Laurent, qui était très prudent, roula ces pensées dans sa tête pendant une grande semaine. Il calcula tous les incidents possibles d'une liaison avec Thérèse; il se décida seulement à tenter l'aventure, lorsqu'il se fut bien prouvé qu'il avait un réel intérêt à le faire.

Pour lui, Thérèse, il est vrai, était laide, et il ne l'aimait pas; mais, en somme, elle ne lui coûterait rien, les femmes qu'il achetait à bas prix n'étaient, certes, ni plus belles ni plus aimées. L'économie lui conseillait déjà de prendre la femme de son ami. D'autre part, depuis longtemps il n'avait pas contenté ses appétits; l'argent était rare, il sevrait sa chair, et il ne voulait point laisser échapper l'occasion de la repaître un peu. Enfin, une pareille liaison, en bien réfléchissant, ne pouvait avoir de mauvaises suites: Thérèse aurait intérêt à tout cacher, il la planterait là aisément quand il voudrait; en admettant même que Camille découvrît tout et se fâchât, il l'assommerait d'un coup de poing, s'il faisait le méchant. La question, de tous les côtés, se présentait à Laurent facile et engageante.
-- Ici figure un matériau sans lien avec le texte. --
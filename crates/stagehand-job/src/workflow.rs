//! Workflow-level phase drivers.
//!
//! The engine drives each job of a definition through its lifecycle phases;
//! these helpers walk stage order then job order and stop at the first
//! failing job.

use stagehand_cluster::ClusterCatalog;
use stagehand_license::LicenseGate;
use stagehand_workflow::WorkflowDefinition;
use tracing::info;

use crate::error::JobError;
use crate::registry::JobRegistry;
use crate::task::TaskDescriptor;

/// Decode every job's authoring payload into its typed spec.
pub fn instantiate_workflow(
  workflow: &mut WorkflowDefinition,
  registry: &JobRegistry,
) -> Result<(), JobError> {
  for job in workflow.jobs_mut() {
    registry.instantiate(job)?;
  }
  Ok(())
}

/// Populate catalog-derived presets on every job.
pub fn preset_workflow(
  workflow: &mut WorkflowDefinition,
  registry: &JobRegistry,
  catalog: &dyn ClusterCatalog,
) -> Result<(), JobError> {
  for job in workflow.jobs_mut() {
    registry.set_preset(job, catalog)?;
  }
  Ok(())
}

/// Fold run-submission overrides into the definition.
///
/// Args jobs are matched by name; the per-job name/type rule still guards
/// each merge, so a name collision with a different job type merges
/// nothing. Jobs with no counterpart in `args` are left untouched.
pub fn merge_workflow_args(
  workflow: &mut WorkflowDefinition,
  registry: &JobRegistry,
  args: &WorkflowDefinition,
) -> Result<(), JobError> {
  for job in workflow.jobs_mut() {
    if let Some(args_job) = args.find_job(&job.name) {
      registry.merge_args(job, args_job)?;
    }
  }
  Ok(())
}

/// Expand every job into its task descriptors for one run.
///
/// Descriptors come back in stage order, then job order within the stage.
pub fn workflow_to_tasks(
  workflow: &mut WorkflowDefinition,
  registry: &JobRegistry,
  run_id: u64,
) -> Result<Vec<TaskDescriptor>, JobError> {
  let mut tasks = Vec::new();
  for job in workflow.jobs_mut() {
    tasks.extend(registry.to_tasks(job, run_id)?);
  }
  info!(workflow = %workflow.name, run_id, tasks = tasks.len(), "expanded workflow into tasks");
  Ok(tasks)
}

/// Lint every job before a state-changing phase is allowed.
pub fn lint_workflow(
  workflow: &WorkflowDefinition,
  registry: &JobRegistry,
  license: &dyn LicenseGate,
) -> Result<(), JobError> {
  for job in workflow.jobs() {
    registry.lint(job, license)?;
  }
  Ok(())
}
use crate::catalog::{ClusterCatalog, ListOptions};
use crate::error::CatalogError;
use crate::record::ClusterRecord;

/// In-memory catalog over a fixed set of records.
///
/// Records are returned in construction order.
#[derive(Debug, Clone, Default)]
pub struct StaticCatalog {
  records: Vec<ClusterRecord>,
}

impl StaticCatalog {
  pub fn new(records: Vec<ClusterRecord>) -> Self {
    Self { records }
  }
}

impl ClusterCatalog for StaticCatalog {
  fn list(&self, options: &ListOptions) -> Result<Vec<ClusterRecord>, CatalogError> {
    let records = match &options.ids {
      Some(ids) => self
        .records
        .iter()
        .filter(|record| ids.contains(&record.id))
        .cloned()
        .collect(),
      None => self.records.clone(),
    };
    Ok(records)
  }
}
use std::collections::HashMap;

use serde::{Deserialize, Serialize};
use stagehand_workflow::{JobType, PatchStrategy};

/// Key under which a descriptor's `job_info` carries the originating job
/// name.
pub const JOB_NAME_KEY: &str = "jobName";

/// An executable unit handed to the task execution runtime.
///
/// Descriptors are derived, immutable snapshots created fresh for every run.
/// They are owned by the run's task list and never fed back into the
/// definition they came from, so concurrent runs of one definition cannot
/// observe each other's output.
#[derive(Debug, Clone, PartialEq, Serialize, Deserialize)]
pub struct TaskDescriptor {
  pub name: String,
  /// Stable key for the task within the run.
  pub key: String,
  /// Free-form labels; always carries at least [`JOB_NAME_KEY`].
  pub job_info: HashMap<String, String>,
  pub job_type: JobType,
  pub spec: TaskPayload,
}

/// Type-specific task payload.
#[derive(Debug, Clone, PartialEq, Serialize, Deserialize)]
#[serde(untagged)]
pub enum TaskPayload {
  K8sPatch(PatchTaskSpec),
}

/// Task payload for the `k8s-patch` variant.
#[derive(Debug, Clone, Default, PartialEq, Serialize, Deserialize)]
pub struct PatchTaskSpec {
  pub cluster_id: String,
  pub namespace: String,
  #[serde(default)]
  pub patch_items: Vec<RenderedPatchItem>,
}

/// A patch item with its content fully rendered.
#[derive(Debug, Clone, Default, PartialEq, Serialize, Deserialize)]
pub struct RenderedPatchItem {
  pub resource_name: String,
  pub resource_kind: String,
  pub resource_group: String,
  pub resource_version: String,
  /// Rendered form: every parameter marker substituted.
  pub patch_content: String,
  pub patch_strategy: PatchStrategy,
  pub params: HashMap<String, String>,
}
use thiserror::Error;

/// Errors from template rendering.
#[derive(Debug, Error)]
pub enum RenderError {
  /// A marker references a parameter not present in the substitution table.
  #[error("unresolved parameter in template: {message}")]
  UnresolvedParam { message: String },

  /// The template is malformed for the delimiter convention.
  #[error("template render failed: {message}")]
  Render { message: String },
}
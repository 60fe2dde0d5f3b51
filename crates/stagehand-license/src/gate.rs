use crate::error::LicenseError;

/// Entitlement check consulted before a job may run or be saved.
pub trait LicenseGate: Send + Sync {
  /// Verify the professional entitlement holds.
  fn check_professional(&self) -> Result<(), LicenseError>;
}

/// A gate that always allows.
#[derive(Debug, Clone, Copy, Default)]
pub struct Licensed;

impl LicenseGate for Licensed {
  fn check_professional(&self) -> Result<(), LicenseError> {
    Ok(())
  }
}

/// A gate that always denies with an explanatory reason.
#[derive(Debug, Clone, Copy, Default)]
pub struct Unlicensed;

impl LicenseGate for Unlicensed {
  fn check_professional(&self) -> Result<(), LicenseError> {
    Err(LicenseError::Invalid {
      reason: "this job type requires a professional license".to_string(),
    })
  }
}

#[cfg(test)]
mod tests {
  use super::*;

  #[test]
  fn test_licensed_allows() {
    assert!(Licensed.check_professional().is_ok());
  }

  #[test]
  fn test_unlicensed_denies_with_reason() {
    let err = Unlicensed.check_professional().unwrap_err();
    assert!(err.to_string().contains("professional license"));
  }
}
Dès lors, il vécut dans une douce quiétude, attendant l'heure. A la première occasion, il était décidé à agir carrément. Il voyait, dans l'avenir, des soirées tièdes. Tous les Raquin travailleraient à ses jouissances: Thérèse apaiserait les brûlures de son sang; Mme Raquin le cajolerait comme une mère; Camille, en causant avec lui, l'empêcherait de trop s'ennuyer, le soir, dans la boutique.

Le portrait s'achevait, les occasions ne se présentaient pas. Thérèse restait toujours là, accablée et anxieuse; mais Camille ne quittait point la chambre, et Laurent se désolait de ne pouvoir l'éloigner pour une heure. Il lui fallut pourtant déclarer un jour qu'il terminerait le portrait le lendemain. Mme Raquin annonça qu'on dînerait ensemble et qu'on fêterait l'oeuvre du peintre.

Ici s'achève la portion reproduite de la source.